Die Künstlerin hat einiges zu sagen. Der Eingangssong „It´s Not Just Me It´s Everybody” spricht mit lapidaren Zeilen wie  “Living in the wake of overwhelming changes / We’ve all become strangers/ Even to ourselves” auch ohne Videoverfilmung bereits direkt zu seinen Zuhörern. Der zweite Song „Children of the Empire“ ist eine überwältigende Hymne zwischen Protestlied und Barock-Pop  und findet zu noch lapidareren Textzeilen wie „So much blood on our hands“ oder „Trying to break away / From the mess we made“.  Gleichzeitig beginnt er mit einem Klavier wie ein Supertramp-Song, ruft die Harmonien der Beach Boys auf, schnipst wie ein Gospel ,  kulminierend in der Zeile „Oh we don´t have time anymore to be afraid!“. Bei einer der folgenden Zeilen, „Children understand that they pay for their sins“ – der Chor singt immer noch  wie bei den Mamas & Papas – treten plötzlich störende Synthesizerklänge hinzu, dann Kirchenorgel und Röhrenglocken.

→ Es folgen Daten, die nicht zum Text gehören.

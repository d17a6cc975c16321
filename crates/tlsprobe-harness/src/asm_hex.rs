//! Text-to-hex wrapper around an external assembler.
//!
//! Takes assembly text, prepends a fixed directive header, hands it to the
//! system assembler, extracts the flat code bytes from the object file with
//! `objcopy`, and renders them as hex. A developer convenience for eyeballing
//! instruction encodings; unrelated to the counter demo but part of the
//! toolbox.

use std::path::{Path, PathBuf};
use std::process::Command;
use std::sync::atomic::{AtomicU64, Ordering};

use thiserror::Error;

/// Directive header prepended to every input.
const HEADER: &str = ".text\n";

static TEMP_SEQ: AtomicU64 = AtomicU64::new(0);

/// Failure of the assemble-to-hex pipeline.
#[derive(Debug, Error)]
pub enum AsmHexError {
    #[error(transparent)]
    Io(#[from] std::io::Error),

    #[error("assembler '{assembler}' failed ({status}):\n{stderr}")]
    Assembler {
        assembler: String,
        status: String,
        stderr: String,
    },

    #[error("objcopy '{objcopy}' failed ({status}):\n{stderr}")]
    Objcopy {
        objcopy: String,
        status: String,
        stderr: String,
    },

    #[error("assembler produced no code bytes")]
    Empty,
}

/// Wrap raw assembly text with the fixed directive header.
#[must_use]
pub fn wrap_source(source: &str) -> String {
    let mut wrapped = String::with_capacity(HEADER.len() + source.len() + 1);
    wrapped.push_str(HEADER);
    wrapped.push_str(source);
    if !source.ends_with('\n') {
        wrapped.push('\n');
    }
    wrapped
}

/// Render code bytes as space-separated lowercase hex pairs.
#[must_use]
pub fn format_hex(bytes: &[u8]) -> String {
    bytes
        .iter()
        .map(|b| hex::encode([*b]))
        .collect::<Vec<_>>()
        .join(" ")
}

fn temp_path(suffix: &str) -> PathBuf {
    let seq = TEMP_SEQ.fetch_add(1, Ordering::Relaxed);
    let mut path = std::env::temp_dir();
    path.push(format!(
        "tlsprobe_asmhex_{}_{}.{}",
        std::process::id(),
        seq,
        suffix
    ));
    path
}

/// Assemble `source` and return the hex rendering of the flat code bytes.
///
/// `assembler` and `objcopy` name the external tools (`as` / `objcopy` by
/// default at the CLI). Temp files are removed on every path.
pub fn assemble_hex(source: &str, assembler: &str, objcopy: &str) -> Result<String, AsmHexError> {
    let asm_path = temp_path("s");
    let obj_path = temp_path("o");
    let bin_path = temp_path("bin");

    let result = run_pipeline(source, assembler, objcopy, &asm_path, &obj_path, &bin_path);

    for path in [&asm_path, &obj_path, &bin_path] {
        let _ = std::fs::remove_file(path);
    }
    result
}

fn run_pipeline(
    source: &str,
    assembler: &str,
    objcopy: &str,
    asm_path: &Path,
    obj_path: &Path,
    bin_path: &Path,
) -> Result<String, AsmHexError> {
    std::fs::write(asm_path, wrap_source(source))?;

    let assembled = Command::new(assembler)
        .arg("-o")
        .arg(obj_path)
        .arg(asm_path)
        .output()?;
    if !assembled.status.success() {
        return Err(AsmHexError::Assembler {
            assembler: assembler.to_string(),
            status: assembled.status.to_string(),
            stderr: String::from_utf8_lossy(&assembled.stderr).into_owned(),
        });
    }

    let copied = Command::new(objcopy)
        .args(["-O", "binary", "--only-section", ".text"])
        .arg(obj_path)
        .arg(bin_path)
        .output()?;
    if !copied.status.success() {
        return Err(AsmHexError::Objcopy {
            objcopy: objcopy.to_string(),
            status: copied.status.to_string(),
            stderr: String::from_utf8_lossy(&copied.stderr).into_owned(),
        });
    }

    let bytes = std::fs::read(bin_path)?;
    if bytes.is_empty() {
        return Err(AsmHexError::Empty);
    }
    Ok(format_hex(&bytes))
}
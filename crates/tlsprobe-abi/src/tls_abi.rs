//! Thread-scoped counter: one zero-initialized cell per thread.
//!
//! Stable Rust cannot export a `__thread` data symbol from a `cdylib`, so
//! direct variable access goes through `tls_var_addr`, which hands the
//! caller a raw pointer into its own thread's cell. Loads and stores
//! through that pointer bypass the accessor functions while observing the
//! same storage-scope rules, which is the contract the demo needs.

use std::cell::UnsafeCell;
use std::ffi::c_int;

thread_local! {
    static TLS_VAR: UnsafeCell<c_int> = const { UnsafeCell::new(0) };
}

/// Address of the calling thread's counter cell.
///
/// The pointer is only meaningful on the thread that obtained it and only
/// while that thread is alive; the cell is destroyed when the thread
/// terminates.
#[unsafe(no_mangle)]
pub extern "C" fn tls_var_addr() -> *mut c_int {
    TLS_VAR.with(UnsafeCell::get)
}

/// Returns the current value of the calling thread's cell.
#[unsafe(no_mangle)]
pub extern "C" fn get_tls_var() -> c_int {
    // SAFETY: the cell belongs to the calling thread; no other thread can
    // address it.
    TLS_VAR.with(|cell| unsafe { *cell.get() })
}

/// Adds `delta` to the calling thread's cell. No overflow checking.
#[unsafe(no_mangle)]
pub extern "C" fn inc_tls(delta: c_int) {
    // SAFETY: same single-thread ownership as `get_tls_var`.
    TLS_VAR.with(|cell| unsafe {
        let ptr = cell.get();
        *ptr = (*ptr).wrapping_add(delta);
    });
}

#[cfg(test)]
mod tests {
    use super::*;
    use std::thread;
    use tlsprobe_core::{INC_DELTA, SET_LITERAL};

    // Each #[test] runs on its own thread, so every test starts from a
    // fresh zero cell without any locking.

    #[test]
    fn canonical_sequence_single_thread() {
        let ptr = tls_var_addr();
        unsafe {
            assert_eq!(*ptr, 0);
            assert_eq!(get_tls_var(), 0);
            inc_tls(INC_DELTA);
            assert_eq!(*ptr, INC_DELTA);
            assert_eq!(get_tls_var(), INC_DELTA);
            *ptr = SET_LITERAL;
            assert_eq!(get_tls_var(), SET_LITERAL);
        }
    }

    #[test]
    fn write_never_observed_by_other_thread() {
        inc_tls(INC_DELTA);
        let observed = thread::spawn(|| get_tls_var()).join().expect("reader");
        assert_eq!(observed, 0, "thread-scoped write leaked across threads");
        assert_eq!(get_tls_var(), INC_DELTA);
    }

    #[test]
    fn five_workers_each_get_a_fresh_cell() {
        unsafe { *tls_var_addr() = SET_LITERAL };
        let handles: Vec<_> = (0..5)
            .map(|_| {
                thread::spawn(|| {
                    assert_eq!(get_tls_var(), 0);
                    inc_tls(INC_DELTA);
                    get_tls_var()
                })
            })
            .collect();
        for handle in handles {
            assert_eq!(handle.join().expect("worker"), INC_DELTA);
        }
        assert_eq!(get_tls_var(), SET_LITERAL);
    }

    #[test]
    fn addr_is_stable_within_a_thread() {
        assert_eq!(tls_var_addr(), tls_var_addr());
    }

    #[test]
    fn indirect_call_reaches_the_same_cell() {
        // Function-pointer calls must observe the same storage scope as
        // direct calls.
        let get: extern "C" fn() -> c_int = get_tls_var;
        let inc: extern "C" fn(c_int) = inc_tls;
        assert_eq!(get(), 0);
        inc(INC_DELTA);
        assert_eq!(get_tls_var(), INC_DELTA);
    }
}
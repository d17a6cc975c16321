//! Probe execution engine.
//!
//! Two ways to exercise a scope: run the scenario in-process through
//! `tlsprobe-probe`, or spawn a probe executable and verify the diagnostic
//! text it printed. Both paths end at the same checker in `tlsprobe-core`.

use std::path::Path;
use std::process::Command;

use sha2::{Digest, Sha256};
use thiserror::Error;
use tlsprobe_core::{Observation, ParseError, StorageScope, assemble, verify_trace};
use tlsprobe_probe::{WORKER_THREADS, run_single_thread, run_worker_threads};

use crate::report::{ProbeReport, TraceResult};

/// Report schema version.
const REPORT_VERSION: &str = "v1";

/// Failure to run or interpret a probe.
#[derive(Debug, Error)]
pub enum HarnessError {
    #[error("failed to spawn probe '{path}': {source}")]
    Spawn {
        path: String,
        #[source]
        source: std::io::Error,
    },

    #[error("probe '{path}' exited with status {status}")]
    ProbeFailed { path: String, status: String },

    #[error("probe printed non-UTF-8 output")]
    BadEncoding,

    #[error(transparent)]
    Parse(#[from] ParseError),
}

/// Raw captured output of a spawned probe.
#[derive(Debug, Clone)]
pub struct Capture {
    pub stdout: String,
    /// Hex SHA-256 of the raw bytes, recorded in the report so a capture
    /// can be tied back to the run that produced it.
    pub sha256: String,
}

fn trace_result(thread: Option<u64>, trace: Vec<Observation>) -> TraceResult {
    let verdict = verify_trace(&trace);
    TraceResult {
        thread,
        trace,
        passed: verdict.is_ok(),
        error: verdict.err().map(|e| e.to_string()),
    }
}

/// Run a scenario in-process and verify every trace.
///
/// `threaded` selects the five-worker variant; the single-threaded variant
/// runs otherwise. Verification is identical for both scopes: only a
/// thread's own writes may appear in its trace.
#[must_use]
pub fn run_in_process(scope: StorageScope, threaded: bool) -> ProbeReport {
    let traces = if threaded {
        run_worker_threads(scope, false)
    } else {
        vec![(None, run_single_thread(scope, false))]
    };

    let mut results: Vec<TraceResult> = traces
        .into_iter()
        .map(|(thread, trace)| trace_result(thread, trace))
        .collect();

    if threaded && results.len() != WORKER_THREADS {
        // A missing worker is a failed run even if the survivors passed.
        results.push(TraceResult {
            thread: None,
            trace: Vec::new(),
            passed: false,
            error: Some(format!(
                "expected {WORKER_THREADS} worker traces, found {}",
                results.len()
            )),
        });
    }

    ProbeReport {
        version: REPORT_VERSION.to_string(),
        scope: Some(scope),
        source: "in-process".to_string(),
        traces: results,
        capture_sha256: None,
    }
}

/// Spawn a probe executable and capture its stdout.
pub fn run_probe(path: &Path) -> Result<Capture, HarnessError> {
    let display = path.display().to_string();
    let output = Command::new(path).output().map_err(|source| HarnessError::Spawn {
        path: display.clone(),
        source,
    })?;

    if !output.status.success() {
        return Err(HarnessError::ProbeFailed {
            path: display,
            status: output.status.to_string(),
        });
    }

    let sha256 = hex::encode(Sha256::digest(&output.stdout));
    let stdout = String::from_utf8(output.stdout).map_err(|_| HarnessError::BadEncoding)?;
    Ok(Capture { stdout, sha256 })
}

/// Parse captured probe output and verify every assembled trace.
pub fn verify_capture(capture: &Capture, source: &str) -> Result<ProbeReport, HarnessError> {
    let lines: Vec<&str> = capture.stdout.lines().collect();
    let traces = assemble(&lines)?;

    let results = traces
        .into_iter()
        .map(|(thread, trace)| trace_result(thread, trace))
        .collect();

    Ok(ProbeReport {
        version: REPORT_VERSION.to_string(),
        scope: None,
        source: source.to_string(),
        traces: results,
        capture_sha256: Some(capture.sha256.clone()),
    })
}
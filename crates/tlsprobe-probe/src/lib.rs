//! # tlsprobe-probe
//!
//! Driver scenarios for the counter library: each logical thread performs
//! the canonical read / inc / read / assign / read sequence against one
//! storage scope, with short fixed delays so interleavings show up in the
//! printed output. The binaries (`tls-probe`, `normal-probe`) are flagless;
//! their behavior is fixed at compile time.

pub mod scenario;

pub use scenario::{STEP_DELAY, WORKER_THREADS, run_single_thread, run_worker_threads};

Alles mündet in ein vermeintliches Instrumental-Outro mit improvisierender Sängerin und schwelgerischen Streicherklängen. Wir sind aber erst bei Minute 4, und mit der Zeile „We wanna be free“ setzt eine fulminante, fast rockige Entwicklung ein, die noch eine Minute weiterträgt, um dann plötzlich in ein Streichernachspiel zu münden, das zuerst rhythmisch prononciert an Reich und Glass erinnert, dann aber elektronisch verfremdet wird, in wirklich elektronische Klänge führt, um in einer von der Harfe angeführten Coda sozusagen zu kollabieren. Hier ist größte formal-musikalische Gestaltungskraft am Werk:

Der Gipfel des lapidaren Ausdrucks auf dem Album ist, von einem inbrünstigen Minimalismus beseelt, in dem Song, „God Turn Me Into a Flower” erreicht. Seine Gedichtzeilen, die ein Gebet darstellen, beginnen wie folgt: „As long as I stand / to face the crowd /to know my name / to know its sound / It´s good to be soft when they push you down/Oh God, turn me into a flower”. Es wird sowohl aufgerufen allgemein die buddhistische Weisheit vom Werden und Vergehen, als auch konkret der Mythos des Narziss, der nur sein Ebenbild lieben konnte und sich bei seinem Tod in eine Blume verwandelte. Die Musik beginnt wie ein kirchliches Erbauungslied („Laudato, si“ ) G-Dur – e-moll-CDur -…. jedoch in größter Langsamkeit gespielt und gesungen, sodass bereits eine Minute bis zum Ende der ersten Gedichtzeile vergangen ist. In aller Einfachheit begegnet uns hier allerdings sofort größte Raffinesse in der Klanggestaltung. So wird die zentrale Liedzeile in dem schon zu Brian Wilsons Zeiten häufig angewandten Double-Tracking eingesungen: die Solistin doppelt sich selbst. Ein kurzer Synthesizer-Klang glitzert auf. Die zweite Strophe schließt ebenso an, nur mit mehr gospelhafter Freiheit im Ausdruck gesungen, sie endet auf der Zeile „It’s the curse of losing yourself  / When the mirror takes you too far“. Hier folgt als Einschub ein kurzes mirakulöses Vokalisen-Duett der Sängerin mit sich selbst. Die dritte Strophe bringt keine Änderung: „You see the reflection  /And you want it more than the truth / You yearn to be that dream / You could never get to /‘Cause the person on the other side / Has always just been you”. Ab hier begibt sich die Musik ins Sprachlose. Wir befinden uns erst bei Minute 3, also in der Mitte des Songs, da beginnt das nicht enden wollende Outro. Drei Wellen werden dabei übereinandergelegt. Am Beginn refrainartige, langgezogene Vokalisen von Natalie Mering über einem Basso ostinato, eine Art Kanon mit sich selbst ohne Kanon zu sein. Dort hinein passiert der Auftritt des Synthesizer-Meisters Daniel Lopatin alias Oneohtrix Point Never, der hier mitwirkt und naturhaft gleißende und wabernde Klänge darüber legt. Ab etwa Minute 4`30 dann als die dritte Welle der Auftritt von realen Vogelstimmen. Gesangsstimmen und Synthesizerklänge verlassen dann sukzessive den Raum, bis am Ende bei 6´26  nur die Vogelstimmen übrig bleiben.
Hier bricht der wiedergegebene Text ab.